Hi All, I saw prof Khamashta today and explained all my history etc and he thinks i have APS. I've had bloods/urine samples taken (my purse is in shock- £830+!!!) and I'm to go back in 2 weeks for the results. I got myself a bit upset..silly girl...I explained that I felt like a hypochondriac and asked if he thought I had good grounds for coming to see him because I really doubted my own suspicions and worried that the Dr's thought I'd gone raving mad....he said no, I'm not a hypochondriac and that I have been ignored.
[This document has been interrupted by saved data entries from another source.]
//! Supporting documents attached to a journal entry.

use thiserror::Error;

/// Upload rejected before reaching the backend.
#[derive(Debug, Clone, PartialEq, Eq, Error)]
pub enum DocumentError {
    /// The file has no usable name.
    #[error("file name is empty")]
    EmptyName,

    /// The file extension is not accepted.
    #[error("file type not allowed: {0}")]
    ExtensionNotAllowed(String),

    /// The file is larger than the configured limit.
    #[error("file too large: {size} bytes exceeds maximum {max} bytes")]
    FileTooLarge {
        /// Actual file size.
        size: u64,
        /// Maximum allowed size.
        max: u64,
    },
}

/// Local limits checked before an upload is sent.
#[derive(Debug, Clone)]
pub struct UploadPolicy {
    /// Maximum file size in bytes.
    pub max_file_size: u64,
    /// Lowercase extensions accepted; empty accepts everything.
    pub allowed_extensions: Vec<String>,
}

impl UploadPolicy {
    /// Default max file size: 10 MiB.
    pub const DEFAULT_MAX_FILE_SIZE: u64 = 10 * 1024 * 1024;

    /// Checks a candidate upload.
    pub fn check(&self, filename: &str, size: u64) -> Result<(), DocumentError> {
        let name = filename.trim();
        if name.is_empty() {
            return Err(DocumentError::EmptyName);
        }

        if !self.allowed_extensions.is_empty() {
            let extension = name
                .rsplit_once('.')
                .map(|(_, ext)| ext.to_ascii_lowercase())
                .unwrap_or_default();
            if !self.allowed_extensions.iter().any(|e| *e == extension) {
                return Err(DocumentError::ExtensionNotAllowed(name.to_string()));
            }
        }

        if size > self.max_file_size {
            return Err(DocumentError::FileTooLarge {
                size,
                max: self.max_file_size,
            });
        }

        Ok(())
    }
}

impl Default for UploadPolicy {
    fn default() -> Self {
        Self {
            max_file_size: Self::DEFAULT_MAX_FILE_SIZE,
            allowed_extensions: Vec::new(),
        }
    }
}

/// Names of uploaded files, in upload order, without duplicates.
#[derive(Debug, Clone, Default, PartialEq, Eq)]
pub struct SupportingDocuments {
    names: Vec<String>,
}

impl SupportingDocuments {
    /// Records an uploaded file. Returns false if it was already recorded.
    pub fn add(&mut self, name: impl Into<String>) -> bool {
        let name = name.into();
        if self.names.contains(&name) {
            return false;
        }
        self.names.push(name);
        true
    }

    /// Forgets a file. Returns false if it was not recorded.
    pub fn remove(&mut self, name: &str) -> bool {
        let before = self.names.len();
        self.names.retain(|n| n != name);
        self.names.len() != before
    }

    /// Forgets every file.
    pub fn clear(&mut self) {
        self.names.clear();
    }

    /// Recorded names.
    #[must_use]
    pub fn names(&self) -> &[String] {
        &self.names
    }

    /// Number of recorded files.
    #[must_use]
    pub fn len(&self) -> usize {
        self.names.len()
    }

    /// Returns true if nothing has been uploaded.
    #[must_use]
    pub fn is_empty(&self) -> bool {
        self.names.is_empty()
    }
}

#[cfg(test)]
mod tests {
    use super::*;

    fn policy() -> UploadPolicy {
        UploadPolicy {
            max_file_size: 1024,
            allowed_extensions: vec!["pdf".to_string(), "png".to_string()],
        }
    }

    #[test]
    fn test_policy_accepts_allowed_file() {
        assert_eq!(policy().check("Receipt.PDF", 512), Ok(()));
    }

    #[test]
    fn test_policy_rejects_extension() {
        assert_eq!(
            policy().check("payroll.exe", 10),
            Err(DocumentError::ExtensionNotAllowed("payroll.exe".to_string()))
        );
        assert!(matches!(
            policy().check("noextension", 10),
            Err(DocumentError::ExtensionNotAllowed(_))
        ));
    }

    #[test]
    fn test_policy_rejects_size() {
        assert_eq!(
            policy().check("scan.png", 2048),
            Err(DocumentError::FileTooLarge {
                size: 2048,
                max: 1024
            })
        );
    }

    #[test]
    fn test_policy_rejects_blank_name() {
        assert_eq!(policy().check("  ", 1), Err(DocumentError::EmptyName));
    }

    #[test]
    fn test_documents_dedupe() {
        let mut docs = SupportingDocuments::default();
        assert!(docs.add("a.pdf"));
        assert!(docs.add("b.pdf"));
        assert!(!docs.add("a.pdf"));
        assert_eq!(docs.names(), ["a.pdf", "b.pdf"]);
        assert!(docs.remove("a.pdf"));
        assert!(!docs.remove("a.pdf"));
        docs.clear();
        assert!(docs.is_empty());
    }
}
I feel like a weight has been lifted but it's a strange thing because although I doubted myself I had always had the sneaky feeling in my gut that my suspicions were right....obviously without you lot I'd have never went, thank you for encouraging me to take control of my own health....He asked if I'd been treated for my retinal vein occlusion....nope....or when my first child had iugr...nope.
I told him about the 2 false positive syphilis tests and he said they aren't the norm to do nowadays but to be grateful that my ophthalmologist had them done as it used to be a good 'indicator' of anticardiolipin antibodies years ago and thats why prof Hughes made the link between these and APS years back.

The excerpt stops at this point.